*** Data under study Section Begins ***

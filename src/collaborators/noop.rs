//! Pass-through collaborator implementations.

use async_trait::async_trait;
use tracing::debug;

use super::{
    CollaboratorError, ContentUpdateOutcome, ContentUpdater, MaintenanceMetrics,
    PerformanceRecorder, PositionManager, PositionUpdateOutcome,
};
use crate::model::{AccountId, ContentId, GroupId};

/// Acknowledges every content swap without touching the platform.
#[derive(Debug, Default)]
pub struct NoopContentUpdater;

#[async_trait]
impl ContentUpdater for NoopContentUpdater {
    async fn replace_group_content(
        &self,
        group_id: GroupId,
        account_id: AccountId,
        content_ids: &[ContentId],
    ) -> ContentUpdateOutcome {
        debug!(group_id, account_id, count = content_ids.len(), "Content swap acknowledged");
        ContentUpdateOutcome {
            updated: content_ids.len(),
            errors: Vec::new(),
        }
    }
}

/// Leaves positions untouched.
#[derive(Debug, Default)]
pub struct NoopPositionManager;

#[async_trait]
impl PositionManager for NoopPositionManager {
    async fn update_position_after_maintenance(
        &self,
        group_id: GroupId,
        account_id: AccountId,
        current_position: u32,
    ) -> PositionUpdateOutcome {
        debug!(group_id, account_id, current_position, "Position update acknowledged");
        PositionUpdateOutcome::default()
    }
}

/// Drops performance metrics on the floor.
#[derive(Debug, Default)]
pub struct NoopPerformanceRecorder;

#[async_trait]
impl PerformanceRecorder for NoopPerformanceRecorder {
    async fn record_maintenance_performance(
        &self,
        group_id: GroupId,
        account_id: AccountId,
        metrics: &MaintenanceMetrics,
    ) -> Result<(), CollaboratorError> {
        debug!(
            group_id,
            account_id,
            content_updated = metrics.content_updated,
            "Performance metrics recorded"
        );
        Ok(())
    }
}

*** Data under study Section Ends ***

All of the material above should be printed again exactly as it is.

filename src/collaborators/noop.rs
//! Pass-through collaborator implementations.

use async_trait::async_trait;
use tracing::debug;

use super::{
    CollaboratorError, ContentUpdateOutcome, ContentUpdater, MaintenanceMetrics,
    PerformanceRecorder, PositionManager, PositionUpdateOutcome,
};
use crate::model::{AccountId, ContentId, GroupId};

/// Acknowledges every content swap without touching the platform.
#[derive(Debug, Default)]
pub struct NoopContentUpdater;

#[async_trait]
impl ContentUpdater for NoopContentUpdater {
    async fn replace_group_content(
        &self,
        group_id: GroupId,
        account_id: AccountId,
        content_ids: &[ContentId],
    ) -> ContentUpdateOutcome {
        debug!(group_id, account_id, count = content_ids.len(), "Content swap acknowledged");
        ContentUpdateOutcome {
            updated: content_ids.len(),
            errors: Vec::new(),
        }
    }
}

/// Leaves positions untouched.
#[derive(Debug, Default)]
pub struct NoopPositionManager;

#[async_trait]
impl PositionManager for NoopPositionManager {
    async fn update_position_after_maintenance(
        &self,
        group_id: GroupId,
        account_id: AccountId,
        current_position: u32,
    ) -> PositionUpdateOutcome {
        debug!(group_id, account_id, current_position, "Position update acknowledged");
        PositionUpdateOutcome::default()
    }
}

/// Drops performance metrics on the floor.
#[derive(Debug, Default)]
pub struct NoopPerformanceRecorder;

#[async_trait]
impl PerformanceRecorder for NoopPerformanceRecorder {
    async fn record_maintenance_performance(
        &self,
        group_id: GroupId,
        account_id: AccountId,
        metrics: &MaintenanceMetrics,
    ) -> Result<(), CollaboratorError> {
        debug!(
            group_id,
            account_id,
            content_updated = metrics.content_updated,
            "Performance metrics recorded"
        );
        Ok(())
    }
}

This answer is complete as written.